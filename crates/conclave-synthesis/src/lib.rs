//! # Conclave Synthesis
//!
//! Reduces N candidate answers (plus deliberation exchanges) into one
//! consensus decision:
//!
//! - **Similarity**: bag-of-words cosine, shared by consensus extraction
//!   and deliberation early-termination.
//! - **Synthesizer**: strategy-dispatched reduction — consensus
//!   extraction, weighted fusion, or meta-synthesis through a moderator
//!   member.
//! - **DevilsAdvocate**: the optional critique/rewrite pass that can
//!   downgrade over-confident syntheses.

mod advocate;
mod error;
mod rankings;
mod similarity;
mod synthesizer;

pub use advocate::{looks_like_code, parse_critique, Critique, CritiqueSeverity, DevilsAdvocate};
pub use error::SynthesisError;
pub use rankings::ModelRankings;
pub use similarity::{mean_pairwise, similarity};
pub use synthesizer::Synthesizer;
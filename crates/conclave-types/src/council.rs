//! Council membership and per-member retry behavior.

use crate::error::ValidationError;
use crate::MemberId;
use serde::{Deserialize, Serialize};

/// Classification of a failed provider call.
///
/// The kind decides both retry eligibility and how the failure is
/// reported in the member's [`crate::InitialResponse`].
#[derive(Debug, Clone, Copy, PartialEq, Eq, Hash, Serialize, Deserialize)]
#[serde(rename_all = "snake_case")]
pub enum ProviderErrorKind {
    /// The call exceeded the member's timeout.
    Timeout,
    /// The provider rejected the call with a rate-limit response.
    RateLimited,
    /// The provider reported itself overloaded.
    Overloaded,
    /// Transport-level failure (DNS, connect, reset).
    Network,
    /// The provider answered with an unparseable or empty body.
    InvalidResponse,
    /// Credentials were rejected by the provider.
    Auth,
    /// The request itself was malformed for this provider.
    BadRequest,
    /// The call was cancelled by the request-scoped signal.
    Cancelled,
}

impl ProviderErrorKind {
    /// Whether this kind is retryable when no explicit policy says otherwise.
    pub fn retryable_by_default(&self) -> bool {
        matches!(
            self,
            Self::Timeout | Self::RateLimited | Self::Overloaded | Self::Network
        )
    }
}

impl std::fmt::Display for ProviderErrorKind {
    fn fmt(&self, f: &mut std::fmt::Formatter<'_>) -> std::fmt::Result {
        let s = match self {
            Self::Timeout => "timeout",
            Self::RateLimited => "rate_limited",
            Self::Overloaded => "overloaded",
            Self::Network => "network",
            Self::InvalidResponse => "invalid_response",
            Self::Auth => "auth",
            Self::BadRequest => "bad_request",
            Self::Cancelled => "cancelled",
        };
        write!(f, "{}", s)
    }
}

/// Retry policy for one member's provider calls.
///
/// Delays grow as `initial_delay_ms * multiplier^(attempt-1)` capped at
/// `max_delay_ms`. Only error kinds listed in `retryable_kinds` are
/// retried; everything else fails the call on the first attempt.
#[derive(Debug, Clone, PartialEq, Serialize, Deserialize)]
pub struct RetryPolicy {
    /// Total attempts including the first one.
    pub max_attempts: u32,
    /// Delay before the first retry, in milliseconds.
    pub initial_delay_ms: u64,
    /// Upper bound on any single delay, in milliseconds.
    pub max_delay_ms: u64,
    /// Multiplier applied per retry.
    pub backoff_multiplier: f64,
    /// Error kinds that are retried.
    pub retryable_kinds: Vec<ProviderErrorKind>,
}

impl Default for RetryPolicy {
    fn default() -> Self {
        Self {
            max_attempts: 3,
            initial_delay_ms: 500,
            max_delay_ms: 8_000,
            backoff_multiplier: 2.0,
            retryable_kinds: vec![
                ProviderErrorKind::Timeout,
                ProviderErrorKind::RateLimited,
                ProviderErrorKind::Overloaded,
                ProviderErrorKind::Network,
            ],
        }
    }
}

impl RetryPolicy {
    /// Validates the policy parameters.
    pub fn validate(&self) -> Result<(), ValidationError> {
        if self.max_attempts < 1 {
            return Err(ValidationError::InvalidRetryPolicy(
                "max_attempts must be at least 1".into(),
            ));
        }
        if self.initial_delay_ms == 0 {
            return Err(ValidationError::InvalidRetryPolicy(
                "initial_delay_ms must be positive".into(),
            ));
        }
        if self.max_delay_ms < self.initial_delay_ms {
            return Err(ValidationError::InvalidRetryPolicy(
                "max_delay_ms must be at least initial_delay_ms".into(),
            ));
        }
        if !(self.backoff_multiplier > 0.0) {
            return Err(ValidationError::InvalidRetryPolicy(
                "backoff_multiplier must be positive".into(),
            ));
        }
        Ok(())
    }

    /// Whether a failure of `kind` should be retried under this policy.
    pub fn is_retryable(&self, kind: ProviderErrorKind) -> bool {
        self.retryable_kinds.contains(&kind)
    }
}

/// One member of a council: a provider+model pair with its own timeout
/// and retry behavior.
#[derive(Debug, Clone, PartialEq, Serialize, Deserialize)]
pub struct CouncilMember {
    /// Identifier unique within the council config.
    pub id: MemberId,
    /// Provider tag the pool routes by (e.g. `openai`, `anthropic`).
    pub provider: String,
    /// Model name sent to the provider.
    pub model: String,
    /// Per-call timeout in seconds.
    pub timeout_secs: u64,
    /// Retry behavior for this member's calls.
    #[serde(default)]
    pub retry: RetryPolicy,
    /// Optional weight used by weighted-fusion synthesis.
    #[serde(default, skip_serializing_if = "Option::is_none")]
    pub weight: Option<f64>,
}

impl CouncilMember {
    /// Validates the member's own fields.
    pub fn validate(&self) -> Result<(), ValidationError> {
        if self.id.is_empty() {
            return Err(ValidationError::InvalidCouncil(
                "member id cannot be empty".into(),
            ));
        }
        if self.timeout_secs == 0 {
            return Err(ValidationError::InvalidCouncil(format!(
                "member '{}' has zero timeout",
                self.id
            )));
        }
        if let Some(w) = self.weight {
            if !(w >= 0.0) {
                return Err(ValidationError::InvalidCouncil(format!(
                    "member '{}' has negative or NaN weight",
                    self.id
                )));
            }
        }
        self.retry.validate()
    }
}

#### What is expected
Here the job is to restate all of the data word for word.

#### Result of this exercise
filename crates/conclave-synthesis/src/lib.rs
//! # Conclave Synthesis
//!
//! Reduces N candidate answers (plus deliberation exchanges) into one
//! consensus decision:
//!
//! - **Similarity**: bag-of-words cosine, shared by consensus extraction
//!   and deliberation early-termination.
//! - **Synthesizer**: strategy-dispatched reduction — consensus
//!   extraction, weighted fusion, or meta-synthesis through a moderator
//!   member.
//! - **DevilsAdvocate**: the optional critique/rewrite pass that can
//!   downgrade over-confident syntheses.

mod advocate;
mod error;
mod rankings;
mod similarity;
mod synthesizer;

pub use advocate::{looks_like_code, parse_critique, Critique, CritiqueSeverity, DevilsAdvocate};
pub use error::SynthesisError;
pub use rankings::ModelRankings;
pub use similarity::{mean_pairwise, similarity};
pub use synthesizer::Synthesizer;
filename crates/conclave-types/src/council.rs
//! Council membership and per-member retry behavior.

use crate::error::ValidationError;
use crate::MemberId;
use serde::{Deserialize, Serialize};

/// Classification of a failed provider call.
///
/// The kind decides both retry eligibility and how the failure is
/// reported in the member's [`crate::InitialResponse`].
#[derive(Debug, Clone, Copy, PartialEq, Eq, Hash, Serialize, Deserialize)]
#[serde(rename_all = "snake_case")]
pub enum ProviderErrorKind {
    /// The call exceeded the member's timeout.
    Timeout,
    /// The provider rejected the call with a rate-limit response.
    RateLimited,
    /// The provider reported itself overloaded.
    Overloaded,
    /// Transport-level failure (DNS, connect, reset).
    Network,
    /// The provider answered with an unparseable or empty body.
    InvalidResponse,
    /// Credentials were rejected by the provider.
    Auth,
    /// The request itself was malformed for this provider.
    BadRequest,
    /// The call was cancelled by the request-scoped signal.
    Cancelled,
}

impl ProviderErrorKind {
    /// Whether this kind is retryable when no explicit policy says otherwise.
    pub fn retryable_by_default(&self) -> bool {
        matches!(
            self,
            Self::Timeout | Self::RateLimited | Self::Overloaded | Self::Network
        )
    }
}

impl std::fmt::Display for ProviderErrorKind {
    fn fmt(&self, f: &mut std::fmt::Formatter<'_>) -> std::fmt::Result {
        let s = match self {
            Self::Timeout => "timeout",
            Self::RateLimited => "rate_limited",
            Self::Overloaded => "overloaded",
            Self::Network => "network",
            Self::InvalidResponse => "invalid_response",
            Self::Auth => "auth",
            Self::BadRequest => "bad_request",
            Self::Cancelled => "cancelled",
        };
        write!(f, "{}", s)
    }
}

/// Retry policy for one member's provider calls.
///
/// Delays grow as `initial_delay_ms * multiplier^(attempt-1)` capped at
/// `max_delay_ms`. Only error kinds listed in `retryable_kinds` are
/// retried; everything else fails the call on the first attempt.
#[derive(Debug, Clone, PartialEq, Serialize, Deserialize)]
pub struct RetryPolicy {
    /// Total attempts including the first one.
    pub max_attempts: u32,
    /// Delay before the first retry, in milliseconds.
    pub initial_delay_ms: u64,
    /// Upper bound on any single delay, in milliseconds.
    pub max_delay_ms: u64,
    /// Multiplier applied per retry.
    pub backoff_multiplier: f64,
    /// Error kinds that are retried.
    pub retryable_kinds: Vec<ProviderErrorKind>,
}

impl Default for RetryPolicy {
    fn default() -> Self {
        Self {
            max_attempts: 3,
            initial_delay_ms: 500,
            max_delay_ms: 8_000,
            backoff_multiplier: 2.0,
            retryable_kinds: vec![
                ProviderErrorKind::Timeout,
                ProviderErrorKind::RateLimited,
                ProviderErrorKind::Overloaded,
                ProviderErrorKind::Network,
            ],
        }
    }
}

impl RetryPolicy {
    /// Validates the policy parameters.
    pub fn validate(&self) -> Result<(), ValidationError> {
        if self.max_attempts < 1 {
            return Err(ValidationError::InvalidRetryPolicy(
                "max_attempts must be at least 1".into(),
            ));
        }
        if self.initial_delay_ms == 0 {
            return Err(ValidationError::InvalidRetryPolicy(
                "initial_delay_ms must be positive".into(),
            ));
        }
        if self.max_delay_ms < self.initial_delay_ms {
            return Err(ValidationError::InvalidRetryPolicy(
                "max_delay_ms must be at least initial_delay_ms".into(),
            ));
        }
        if !(self.backoff_multiplier > 0.0) {
            return Err(ValidationError::InvalidRetryPolicy(
                "backoff_multiplier must be positive".into(),
            ));
        }
        Ok(())
    }

    /// Whether a failure of `kind` should be retried under this policy.
    pub fn is_retryable(&self, kind: ProviderErrorKind) -> bool {
        self.retryable_kinds.contains(&kind)
    }
}

/// One member of a council: a provider+model pair with its own timeout
/// and retry behavior.
#[derive(Debug, Clone, PartialEq, Serialize, Deserialize)]
pub struct CouncilMember {
    /// Identifier unique within the council config.
    pub id: MemberId,
    /// Provider tag the pool routes by (e.g. `openai`, `anthropic`).
    pub provider: String,
    /// Model name sent to the provider.
    pub model: String,
    /// Per-call timeout in seconds.
    pub timeout_secs: u64,
    /// Retry behavior for this member's calls.
    #[serde(default)]
    pub retry: RetryPolicy,
    /// Optional weight used by weighted-fusion synthesis.
    #[serde(default, skip_serializing_if = "Option::is_none")]
    pub weight: Option<f64>,
}

impl CouncilMember {
    /// Validates the member's own fields.
    pub fn validate(&self) -> Result<(), ValidationError> {
        if self.id.is_empty() {
            return Err(ValidationError::InvalidCouncil(
                "member id cannot be empty".into(),
            ));
        }
        if self.timeout_secs == 0 {
            return Err(ValidationError::InvalidCouncil(format!(
                "member '{}' has zero timeout",
                self.id
            )));
        }
        if let Some(w) = self.weight {
            if !(w >= 0.0) {
                return Err(ValidationError::InvalidCouncil(format!(
                    "member '{}' has negative or NaN weight",
                    self.id
                )));
            }
        }
        self.retry.validate()
    }
}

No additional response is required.